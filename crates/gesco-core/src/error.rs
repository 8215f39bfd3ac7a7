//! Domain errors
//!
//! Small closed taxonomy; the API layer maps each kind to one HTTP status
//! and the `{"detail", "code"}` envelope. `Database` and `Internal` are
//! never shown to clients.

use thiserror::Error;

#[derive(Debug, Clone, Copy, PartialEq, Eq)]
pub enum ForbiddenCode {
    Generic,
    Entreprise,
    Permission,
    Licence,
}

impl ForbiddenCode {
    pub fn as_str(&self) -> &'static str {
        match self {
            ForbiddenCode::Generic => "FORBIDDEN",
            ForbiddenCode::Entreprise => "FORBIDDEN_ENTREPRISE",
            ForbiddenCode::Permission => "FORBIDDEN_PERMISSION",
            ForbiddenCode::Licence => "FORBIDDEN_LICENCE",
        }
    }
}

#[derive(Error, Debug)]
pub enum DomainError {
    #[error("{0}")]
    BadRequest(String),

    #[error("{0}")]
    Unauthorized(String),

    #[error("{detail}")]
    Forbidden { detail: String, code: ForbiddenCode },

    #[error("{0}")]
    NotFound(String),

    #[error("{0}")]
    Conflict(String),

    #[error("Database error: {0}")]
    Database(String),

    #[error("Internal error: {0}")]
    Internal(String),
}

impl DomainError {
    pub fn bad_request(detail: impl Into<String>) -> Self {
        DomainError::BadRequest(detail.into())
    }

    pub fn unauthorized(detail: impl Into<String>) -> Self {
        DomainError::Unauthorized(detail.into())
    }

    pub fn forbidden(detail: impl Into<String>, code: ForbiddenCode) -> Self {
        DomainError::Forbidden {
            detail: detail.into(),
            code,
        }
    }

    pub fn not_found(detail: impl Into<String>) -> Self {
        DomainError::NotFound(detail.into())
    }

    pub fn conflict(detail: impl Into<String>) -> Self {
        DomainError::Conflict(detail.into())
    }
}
=======
The exact wording of every entry above should be written out again.

filename crates/gesco-core/src/error.rs
repository 8215f39bfd3ac7a7
//! Domain errors
//!
//! Small closed taxonomy; the API layer maps each kind to one HTTP status
//! and the `{"detail", "code"}` envelope. `Database` and `Internal` are
//! never shown to clients.

use thiserror::Error;

#[derive(Debug, Clone, Copy, PartialEq, Eq)]
pub enum ForbiddenCode {
    Generic,
    Entreprise,
    Permission,
    Licence,
}

impl ForbiddenCode {
    pub fn as_str(&self) -> &'static str {
        match self {
            ForbiddenCode::Generic => "FORBIDDEN",
            ForbiddenCode::Entreprise => "FORBIDDEN_ENTREPRISE",
            ForbiddenCode::Permission => "FORBIDDEN_PERMISSION",
            ForbiddenCode::Licence => "FORBIDDEN_LICENCE",
        }
    }
}

#[derive(Error, Debug)]
pub enum DomainError {
    #[error("{0}")]
    BadRequest(String),

    #[error("{0}")]
    Unauthorized(String),

    #[error("{detail}")]
    Forbidden { detail: String, code: ForbiddenCode },

    #[error("{0}")]
    NotFound(String),

    #[error("{0}")]
    Conflict(String),

    #[error("Database error: {0}")]
    Database(String),

    #[error("Internal error: {0}")]
    Internal(String),
}

impl DomainError {
    pub fn bad_request(detail: impl Into<String>) -> Self {
        DomainError::BadRequest(detail.into())
    }

    pub fn unauthorized(detail: impl Into<String>) -> Self {
        DomainError::Unauthorized(detail.into())
    }

    pub fn forbidden(detail: impl Into<String>, code: ForbiddenCode) -> Self {
        DomainError::Forbidden {
            detail: detail.into(),
            code,
        }
    }

    pub fn not_found(detail: impl Into<String>) -> Self {
        DomainError::NotFound(detail.into())
    }

    pub fn conflict(detail: impl Into<String>) -> Self {
        DomainError::Conflict(detail.into())
    }
}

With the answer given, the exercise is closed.